# Wheels for my 68 lemans???



## poncho power (Nov 28, 2012)

Hey guys....... I believe I'm going to be purchasing a 68 lemans convert this weekend, but I just hate the aluminum mag wheels the guy had on it..... I really love the Pontiac rally II wheels, but I'm not sure how to go about getting some? Does a guy find them at auto salvage yard, blast and paint them, or do you go buy some new aftermarket rally II wheels? Did they come factory all the same width, like 8" wide all the way around? Or did they have 9" on the back, and 8" on the fronts?
another question I have is, tire size...... I like a little bit wider stance tire. Does a guy go with 60's on the rear and 70's on the front? or just go 60's all the way around? 

Anybody have any examples on what they did to their cars? 

Thanks in advance.........


----------



## geeteeohguy (Feb 2, 2008)

They were the same width all around the car. 6" in the '60's, and in the '70's some were 7' wide. The 7x14 's on my '67 GTO pictured came off a junkyard '71 Firebird in 1988 for $20 apiece and were bolted right on. Only now do they show signs of needing to be repainted. I'm running 225/70/14's all the way around, and have been for years. Wider than stock, they fill the wells and look, ride, and handle well. They are also the same diameter as stock spec tires, so the speedometer stays calibrated. If you go the used rim route, be sure to check the center lug holes to make sure they are not wallowed out oversize. You can also mix and match widths, diameters, anything you want....14" tires are harder to find these days, so some 15" rally 2's from the 1970's might serve you better than the originals. These wheels are very common and not very pricey. Repainting them is labor intensive, though.


----------



## poncho power (Nov 28, 2012)

geeteeohguy said:


> They were the same width all around the car. 6" in the '60's, and in the '70's some were 7' wide. The 7x14 's on my '67 GTO pictured came off a junkyard '71 Firebird in 1988 for $20 apiece and were bolted right on. Only now do they show signs of needing to be repainted. I'm running 225/70/14's all the way around, and have been for years. Wider than stock, they fill the wells and look, ride, and handle well. They are also the same diameter as stock spec tires, so the speedometer stays calibrated. If you go the used rim route, be sure to check the center lug holes to make sure they are not wallowed out oversize. You can also mix and match widths, diameters, anything you want....14" tires are harder to find these days, so some 15" rally 2's from the 1970's might serve you better than the originals. These wheels are very common and not very pricey. Repainting them is labor intensive, though.

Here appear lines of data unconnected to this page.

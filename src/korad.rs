//! Command/response adapter for Korad bench supplies (KC3405 four channel, KA3005P style single channel).
//!
//! Every command is plain ASCII terminated with `\r\n`. Queries answer with one line, except
//! `STATUS?` which answers with a fixed number of raw bytes. Several channels share one port, so a
//! query holds the port lock from the write until its reply has been read.

use crate::channel::{Channel, ChannelData};
use crate::error::{Error, Result};
use crate::status::StatusRegister;
use log::{debug, info, warn};
use serialport::{ClearBuffer, SerialPort};
use std::io::{self, Read, Write};
use std::sync::{Mutex, MutexGuard};
use std::thread;
use std::time::Duration;

/// Set and read back voltages closer than this mean the output is on.
const OUTPUT_ON_TOLERANCE: f64 = 0.05;

#[derive(Debug, Clone)]
pub struct PortSettings {
    pub port_name: String,
    pub baud_rate: u32,
    pub timeout: Duration,
    /// Wait after every command before reading or sending the next one.
    pub command_delay: Duration,
    /// Wait after opening the port.
    pub open_delay: Duration,
    pub output_on_delay: Duration,
    pub output_off_delay: Duration,
    /// Length of the raw `STATUS?` reply.
    pub status_len: usize,
}

impl Default for PortSettings {
    fn default() -> Self {
        PortSettings {
            port_name: String::from("/dev/ttyUSB0"),
            baud_rate: 9600,
            timeout: Duration::from_millis(1000),
            command_delay: Duration::from_millis(100),
            open_delay: Duration::from_millis(1000),
            output_on_delay: Duration::from_millis(1000),
            output_off_delay: Duration::from_millis(100),
            status_len: 1,
        }
    }
}

/// Byte stream to the supply that can also throw away unread input.
pub trait Transport: Read + Write {
    fn clear_input(&mut self) -> io::Result<()>;
}

impl Transport for Box<dyn SerialPort> {
    fn clear_input(&mut self) -> io::Result<()> {
        self.clear(ClearBuffer::Input).map_err(io::Error::from)
    }
}

pub struct KoradPowerSupply<P = Box<dyn SerialPort>> {
    port: Mutex<P>,
    settings: PortSettings,
}

impl KoradPowerSupply<Box<dyn SerialPort>> {
    /// Open the serial device, 8N1 without flow control.
    pub fn open(settings: &PortSettings) -> Result<Self> {
        let port = serialport::new(&settings.port_name, settings.baud_rate)
            .stop_bits(serialport::StopBits::One)
            .data_bits(serialport::DataBits::Eight)
            .parity(serialport::Parity::None)
            .flow_control(serialport::FlowControl::None)
            .timeout(settings.timeout)
            .open()?;
        info!(
            "Opened {} at {} baud",
            settings.port_name, settings.baud_rate
        );
        thread::sleep(settings.open_delay);
        Ok(KoradPowerSupply::with_port(port, settings.clone()))
    }
}

impl<P: Transport> KoradPowerSupply<P> {
    pub fn with_port(port: P, settings: PortSettings) -> Self {
        KoradPowerSupply {
            port: Mutex::new(port),
            settings,
        }
    }

    fn lock(&self) -> Result<MutexGuard<'_, P>> {
        self.port.lock().map_err(|_| Error::PortLock)
    }

    fn write_command(&self, port: &mut P, command: &str) -> Result<()> {
        // a reply that came in after its query timed out must not answer this one
        port.clear_input()?;
        debug!("send: {}", command);
        port.write_all(format!("{}\r\n", command).as_bytes())?;
        port.flush()?;
        thread::sleep(self.settings.command_delay);
        Ok(())
    }

    /// Read up to the next `\n`. A timeout after some bytes ends the line, a timeout before any
    /// byte is an error.
    fn read_line(port: &mut P, command: Option<&str>) -> Result<String> {
        let mut line: Vec<u8> = Vec::new();
        let mut received = false;
        let mut byte = [0u8; 1];
        loop {
            match port.read(&mut byte) {
                Ok(0) => break,
                Ok(_) => {
                    received = true;
                    if byte[0] == b'\n' {
                        break;
                    }
                    line.push(byte[0]);
                }
                Err(ref e) if e.kind() == io::ErrorKind::Interrupted => continue,
                Err(ref e) if e.kind() == io::ErrorKind::TimedOut => break,
                Err(e) => return Err(e.into()),
            }
        }
        if !received {
            return Err(match command {
                Some(command) => Error::Timeout(command.to_string()),
                None => Error::ReadTimeout,
            });
        }
        let response = String::from_utf8_lossy(&line).trim().to_string();
        debug!("recv: {}", response);
        Ok(response)
    }

    /// Write one command, terminator appended.
    pub fn send_command(&self, command: &str) -> Result<()> {
        let mut port = self.lock()?;
        self.write_command(&mut port, command)
    }

    /// Read one reply line from the port.
    pub fn read_response(&self) -> Result<String> {
        let mut port = self.lock()?;
        Self::read_line(&mut port, None)
    }

    /// Send a query and read its reply line without letting another caller in between.
    pub fn query(&self, command: &str) -> Result<String> {
        let mut port = self.lock()?;
        self.write_command(&mut port, command)?;
        Self::read_line(&mut port, Some(command))
    }

    fn query_f64(&self, command: &str) -> Result<f64> {
        let response = self.query(command)?;
        response
            .parse::<f64>()
            .map_err(|_| Error::InvalidResponse {
                command: command.to_string(),
                response,
            })
    }

    /// Identification string, which carries the serial number.
    pub fn serial_number(&self) -> Result<String> {
        self.query("*IDN?")
    }

    /// Measured output voltage.
    pub fn voltage(&self, channel: Channel) -> Result<f64> {
        self.query_f64(&format!("VOUT{}?", channel))
    }

    /// Measured output current.
    pub fn current(&self, channel: Channel) -> Result<f64> {
        self.query_f64(&format!("IOUT{}?", channel))
    }

    pub fn voltage_set(&self, channel: Channel) -> Result<f64> {
        self.query_f64(&format!("VSET{}?", channel))
    }

    pub fn current_set(&self, channel: Channel) -> Result<f64> {
        self.query_f64(&format!("ISET{}?", channel))
    }

    pub fn set_voltage(&self, channel: Channel, voltage: f64) -> Result<()> {
        check_set_point(voltage)?;
        self.send_command(&format!("VSET{}:{:.3}", channel, voltage))
    }

    pub fn set_current(&self, channel: Channel, current: f64) -> Result<()> {
        check_set_point(current)?;
        self.send_command(&format!("ISET{}:{:.3}", channel, current))
    }

    /// There is no per channel output query on the multi channel models, so the output counts as
    /// on when the read back voltage follows the set voltage.
    pub fn output_enabled(&self, channel: Channel) -> Result<bool> {
        let voltage_set = self.voltage_set(channel)?;
        let voltage_read = self.voltage(channel)?;
        Ok((voltage_set - voltage_read).abs() <= OUTPUT_ON_TOLERANCE)
    }

    /// Switch the output on and check it took effect.
    pub fn turn_output_on(&self, channel: Channel) -> Result<bool> {
        self.send_command(&format!("OUT{}:1", channel))?;
        thread::sleep(self.settings.output_on_delay);
        let is_on = self.output_enabled(channel)?;
        if is_on {
            info!("Channel {}: output turned on", channel);
        } else {
            warn!("Channel {}: failed to turn output on", channel);
        }
        Ok(is_on)
    }

    /// Switch the output off and check it took effect.
    pub fn turn_output_off(&self, channel: Channel) -> Result<bool> {
        self.send_command(&format!("OUT{}:0", channel))?;
        thread::sleep(self.settings.output_off_delay);
        let is_on = self.output_enabled(channel)?;
        if is_on {
            warn!("Channel {}: failed to turn output off", channel);
        } else {
            info!("Channel {}: output turned off", channel);
        }
        Ok(!is_on)
    }

    /// Returns whether the output is on afterwards.
    pub fn toggle_output(&self, channel: Channel) -> Result<bool> {
        if self.output_enabled(channel)? {
            self.turn_output_off(channel)?;
        } else {
            self.turn_output_on(channel)?;
        }
        self.output_enabled(channel)
    }

    pub fn status(&self) -> Result<StatusRegister> {
        let command = "STATUS?";
        let mut port = self.lock()?;
        self.write_command(&mut port, command)?;
        let mut buf = vec![0u8; self.settings.status_len.max(1)];
        port.read_exact(&mut buf).map_err(|e| match e.kind() {
            io::ErrorKind::TimedOut | io::ErrorKind::UnexpectedEof => {
                Error::Timeout(command.to_string())
            }
            _ => Error::Io(e),
        })?;
        debug!("recv: {:02x?}", buf);
        Ok(StatusRegister::from(buf[0]))
    }

    /// Query set points, read backs and output state of one channel and log them on one line.
    pub fn report(&self, channel: Channel) -> Result<ChannelData> {
        let voltage_set = self.voltage_set(channel)?;
        let current_set = self.current_set(channel)?;
        let voltage_read = self.voltage(channel)?;
        let current_read = self.current(channel)?;
        let is_on = (voltage_set - voltage_read).abs() <= OUTPUT_ON_TOLERANCE;
        let data = ChannelData::new(
            channel,
            voltage_set,
            current_set,
            voltage_read,
            current_read,
            is_on,
        );
        info!("{}", data);
        Ok(data)
    }

    /// Close the port.
    pub fn disconnect(self) {
        drop(self.port);
        info!("Disconnected");
    }
}

fn check_set_point(value: f64) -> Result<()> {
    if value.is_finite() && value >= 0.0 {
        Ok(())
    } else {
        Err(Error::InvalidValue(value))
    }
}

Thank you much for the info, very informative! I like the 15" idea. Would you use the same tire size then for height & width ( 225/70/15 ) ?


----------



## gjones (Oct 8, 2012)

*tires*

I'm running 15/7 Rally II rims on my '66. 245 60 r15 all the way around.(Drum brakes on all 4's, though).No problems. Painted the rims myself with Rally II stencil kit. No two ways about it--- THEY LOOK HOT!!!!! (the 245's are wide, but I don't think you could go much taller without losing some width, though-when we got new tires, the shop actually had a tire chart of what would fit, though we had already decided on what we wanted). P.S. got the rims on e-bay, all told, cost around $225-WITH SHIPPING!! (course, it took ALOT of looking to get that deal, but well worth it!)


----------



## BearGFR (Aug 25, 2008)

I'm running aftermarket (from Vintage Wheel - _not_ Wheel Vintiques) Rallye II's on my car. 15X7 (4.25" back space) with 235-60/15 BFG's on the front, 15X8 (4.5" back space) with 275-60/15 Nitto drag radials on the rear.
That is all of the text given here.